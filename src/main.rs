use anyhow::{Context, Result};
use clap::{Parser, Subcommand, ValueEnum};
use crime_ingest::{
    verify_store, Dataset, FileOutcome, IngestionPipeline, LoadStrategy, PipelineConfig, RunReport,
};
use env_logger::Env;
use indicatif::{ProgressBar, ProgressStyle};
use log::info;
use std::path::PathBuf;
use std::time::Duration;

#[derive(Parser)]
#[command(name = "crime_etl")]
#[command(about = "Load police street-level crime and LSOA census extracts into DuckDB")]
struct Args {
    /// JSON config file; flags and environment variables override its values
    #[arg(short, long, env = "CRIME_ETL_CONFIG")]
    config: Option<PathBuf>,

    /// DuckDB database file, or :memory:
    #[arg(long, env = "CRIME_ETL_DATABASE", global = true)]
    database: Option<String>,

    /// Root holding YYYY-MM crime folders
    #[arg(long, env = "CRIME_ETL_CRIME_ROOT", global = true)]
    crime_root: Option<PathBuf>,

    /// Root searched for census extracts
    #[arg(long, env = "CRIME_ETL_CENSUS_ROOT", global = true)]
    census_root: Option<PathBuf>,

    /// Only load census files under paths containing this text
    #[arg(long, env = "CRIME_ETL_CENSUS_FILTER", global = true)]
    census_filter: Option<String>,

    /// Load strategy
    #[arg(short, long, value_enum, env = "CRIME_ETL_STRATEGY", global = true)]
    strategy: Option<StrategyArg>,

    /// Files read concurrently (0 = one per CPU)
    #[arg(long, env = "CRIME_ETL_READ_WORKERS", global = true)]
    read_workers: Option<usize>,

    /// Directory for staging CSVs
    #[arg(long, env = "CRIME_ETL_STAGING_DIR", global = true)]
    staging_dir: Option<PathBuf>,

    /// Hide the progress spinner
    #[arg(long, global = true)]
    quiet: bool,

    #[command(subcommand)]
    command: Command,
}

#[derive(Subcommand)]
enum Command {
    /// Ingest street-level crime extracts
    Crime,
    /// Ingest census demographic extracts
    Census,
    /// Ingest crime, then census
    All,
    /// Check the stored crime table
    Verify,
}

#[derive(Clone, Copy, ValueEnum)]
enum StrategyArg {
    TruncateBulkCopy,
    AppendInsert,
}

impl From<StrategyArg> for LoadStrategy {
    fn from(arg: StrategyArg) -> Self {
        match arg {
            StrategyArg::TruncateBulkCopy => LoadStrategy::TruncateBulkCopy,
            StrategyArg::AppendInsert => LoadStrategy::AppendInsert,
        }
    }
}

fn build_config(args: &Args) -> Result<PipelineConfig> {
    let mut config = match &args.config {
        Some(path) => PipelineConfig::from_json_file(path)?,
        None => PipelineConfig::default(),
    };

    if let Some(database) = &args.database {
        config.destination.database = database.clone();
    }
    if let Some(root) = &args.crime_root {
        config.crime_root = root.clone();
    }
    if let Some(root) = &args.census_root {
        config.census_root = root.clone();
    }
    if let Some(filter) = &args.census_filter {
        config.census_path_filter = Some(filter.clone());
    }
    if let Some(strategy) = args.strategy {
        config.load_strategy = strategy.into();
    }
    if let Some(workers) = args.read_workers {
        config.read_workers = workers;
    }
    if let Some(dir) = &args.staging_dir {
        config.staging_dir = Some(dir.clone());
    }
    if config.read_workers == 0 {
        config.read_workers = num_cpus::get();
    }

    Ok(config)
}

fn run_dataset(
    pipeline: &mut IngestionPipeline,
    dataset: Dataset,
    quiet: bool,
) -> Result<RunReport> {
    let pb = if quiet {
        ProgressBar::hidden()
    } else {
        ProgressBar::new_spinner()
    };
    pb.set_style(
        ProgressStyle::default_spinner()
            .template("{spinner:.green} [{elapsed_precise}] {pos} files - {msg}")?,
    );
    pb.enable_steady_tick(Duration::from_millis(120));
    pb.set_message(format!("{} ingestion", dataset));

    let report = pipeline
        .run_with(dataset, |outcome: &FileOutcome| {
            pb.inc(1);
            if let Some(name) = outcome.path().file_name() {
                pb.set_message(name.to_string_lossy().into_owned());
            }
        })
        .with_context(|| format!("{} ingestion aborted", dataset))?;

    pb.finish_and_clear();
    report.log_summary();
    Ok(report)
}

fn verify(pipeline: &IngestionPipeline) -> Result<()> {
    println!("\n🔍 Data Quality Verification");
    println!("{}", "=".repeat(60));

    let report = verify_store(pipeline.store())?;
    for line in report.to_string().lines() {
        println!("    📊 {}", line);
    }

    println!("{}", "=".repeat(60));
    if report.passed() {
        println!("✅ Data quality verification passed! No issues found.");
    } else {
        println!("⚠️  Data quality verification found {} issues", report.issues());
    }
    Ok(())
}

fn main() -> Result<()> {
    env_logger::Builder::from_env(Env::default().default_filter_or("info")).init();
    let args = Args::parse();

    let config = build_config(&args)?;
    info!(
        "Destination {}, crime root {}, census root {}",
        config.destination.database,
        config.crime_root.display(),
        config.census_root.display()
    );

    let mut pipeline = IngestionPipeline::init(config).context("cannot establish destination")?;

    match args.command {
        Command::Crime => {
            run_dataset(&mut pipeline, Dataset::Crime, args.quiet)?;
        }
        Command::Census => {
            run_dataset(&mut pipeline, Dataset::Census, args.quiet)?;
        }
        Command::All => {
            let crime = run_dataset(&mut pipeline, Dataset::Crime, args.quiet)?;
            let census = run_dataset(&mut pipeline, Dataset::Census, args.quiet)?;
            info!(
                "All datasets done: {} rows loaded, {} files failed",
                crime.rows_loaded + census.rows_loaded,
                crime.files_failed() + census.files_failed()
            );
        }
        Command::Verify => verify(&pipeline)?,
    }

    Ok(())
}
--------------------
» Work instruction: Output the data in full, exactly as it stands.

» Expected answer:
filename src/main.rs
use anyhow::{Context, Result};
use clap::{Parser, Subcommand, ValueEnum};
use crime_ingest::{
    verify_store, Dataset, FileOutcome, IngestionPipeline, LoadStrategy, PipelineConfig, RunReport,
};
use env_logger::Env;
use indicatif::{ProgressBar, ProgressStyle};
use log::info;
use std::path::PathBuf;
use std::time::Duration;

#[derive(Parser)]
#[command(name = "crime_etl")]
#[command(about = "Load police street-level crime and LSOA census extracts into DuckDB")]
struct Args {
    /// JSON config file; flags and environment variables override its values
    #[arg(short, long, env = "CRIME_ETL_CONFIG")]
    config: Option<PathBuf>,

    /// DuckDB database file, or :memory:
    #[arg(long, env = "CRIME_ETL_DATABASE", global = true)]
    database: Option<String>,

    /// Root holding YYYY-MM crime folders
    #[arg(long, env = "CRIME_ETL_CRIME_ROOT", global = true)]
    crime_root: Option<PathBuf>,

    /// Root searched for census extracts
    #[arg(long, env = "CRIME_ETL_CENSUS_ROOT", global = true)]
    census_root: Option<PathBuf>,

    /// Only load census files under paths containing this text
    #[arg(long, env = "CRIME_ETL_CENSUS_FILTER", global = true)]
    census_filter: Option<String>,

    /// Load strategy
    #[arg(short, long, value_enum, env = "CRIME_ETL_STRATEGY", global = true)]
    strategy: Option<StrategyArg>,

    /// Files read concurrently (0 = one per CPU)
    #[arg(long, env = "CRIME_ETL_READ_WORKERS", global = true)]
    read_workers: Option<usize>,

    /// Directory for staging CSVs
    #[arg(long, env = "CRIME_ETL_STAGING_DIR", global = true)]
    staging_dir: Option<PathBuf>,

    /// Hide the progress spinner
    #[arg(long, global = true)]
    quiet: bool,

    #[command(subcommand)]
    command: Command,
}

#[derive(Subcommand)]
enum Command {
    /// Ingest street-level crime extracts
    Crime,
    /// Ingest census demographic extracts
    Census,
    /// Ingest crime, then census
    All,
    /// Check the stored crime table
    Verify,
}

#[derive(Clone, Copy, ValueEnum)]
enum StrategyArg {
    TruncateBulkCopy,
    AppendInsert,
}

impl From<StrategyArg> for LoadStrategy {
    fn from(arg: StrategyArg) -> Self {
        match arg {
            StrategyArg::TruncateBulkCopy => LoadStrategy::TruncateBulkCopy,
            StrategyArg::AppendInsert => LoadStrategy::AppendInsert,
        }
    }
}

fn build_config(args: &Args) -> Result<PipelineConfig> {
    let mut config = match &args.config {
        Some(path) => PipelineConfig::from_json_file(path)?,
        None => PipelineConfig::default(),
    };

    if let Some(database) = &args.database {
        config.destination.database = database.clone();
    }
    if let Some(root) = &args.crime_root {
        config.crime_root = root.clone();
    }
    if let Some(root) = &args.census_root {
        config.census_root = root.clone();
    }
    if let Some(filter) = &args.census_filter {
        config.census_path_filter = Some(filter.clone());
    }
    if let Some(strategy) = args.strategy {
        config.load_strategy = strategy.into();
    }
    if let Some(workers) = args.read_workers {
        config.read_workers = workers;
    }
    if let Some(dir) = &args.staging_dir {
        config.staging_dir = Some(dir.clone());
    }
    if config.read_workers == 0 {
        config.read_workers = num_cpus::get();
    }

    Ok(config)
}

fn run_dataset(
    pipeline: &mut IngestionPipeline,
    dataset: Dataset,
    quiet: bool,
) -> Result<RunReport> {
    let pb = if quiet {
        ProgressBar::hidden()
    } else {
        ProgressBar::new_spinner()
    };
    pb.set_style(
        ProgressStyle::default_spinner()
            .template("{spinner:.green} [{elapsed_precise}] {pos} files - {msg}")?,
    );
    pb.enable_steady_tick(Duration::from_millis(120));
    pb.set_message(format!("{} ingestion", dataset));

    let report = pipeline
        .run_with(dataset, |outcome: &FileOutcome| {
            pb.inc(1);
            if let Some(name) = outcome.path().file_name() {
                pb.set_message(name.to_string_lossy().into_owned());
            }
        })
        .with_context(|| format!("{} ingestion aborted", dataset))?;

    pb.finish_and_clear();
    report.log_summary();
    Ok(report)
}

fn verify(pipeline: &IngestionPipeline) -> Result<()> {
    println!("\n🔍 Data Quality Verification");
    println!("{}", "=".repeat(60));

    let report = verify_store(pipeline.store())?;
    for line in report.to_string().lines() {
        println!("    📊 {}", line);
    }

    println!("{}", "=".repeat(60));
    if report.passed() {
        println!("✅ Data quality verification passed! No issues found.");
    } else {
        println!("⚠️  Data quality verification found {} issues", report.issues());
    }
    Ok(())
}

fn main() -> Result<()> {
    env_logger::Builder::from_env(Env::default().default_filter_or("info")).init();
    let args = Args::parse();

    let config = build_config(&args)?;
    info!(
        "Destination {}, crime root {}, census root {}",
        config.destination.database,
        config.crime_root.display(),
        config.census_root.display()
    );

    let mut pipeline = IngestionPipeline::init(config).context("cannot establish destination")?;

    match args.command {
        Command::Crime => {
            run_dataset(&mut pipeline, Dataset::Crime, args.quiet)?;
        }
        Command::Census => {
            run_dataset(&mut pipeline, Dataset::Census, args.quiet)?;
        }
        Command::All => {
            let crime = run_dataset(&mut pipeline, Dataset::Crime, args.quiet)?;
            let census = run_dataset(&mut pipeline, Dataset::Census, args.quiet)?;
            info!(
                "All datasets done: {} rows loaded, {} files failed",
                crime.rows_loaded + census.rows_loaded,
                crime.files_failed() + census.files_failed()
            );
        }
        Command::Verify => verify(&pipeline)?,
    }

    Ok(())
}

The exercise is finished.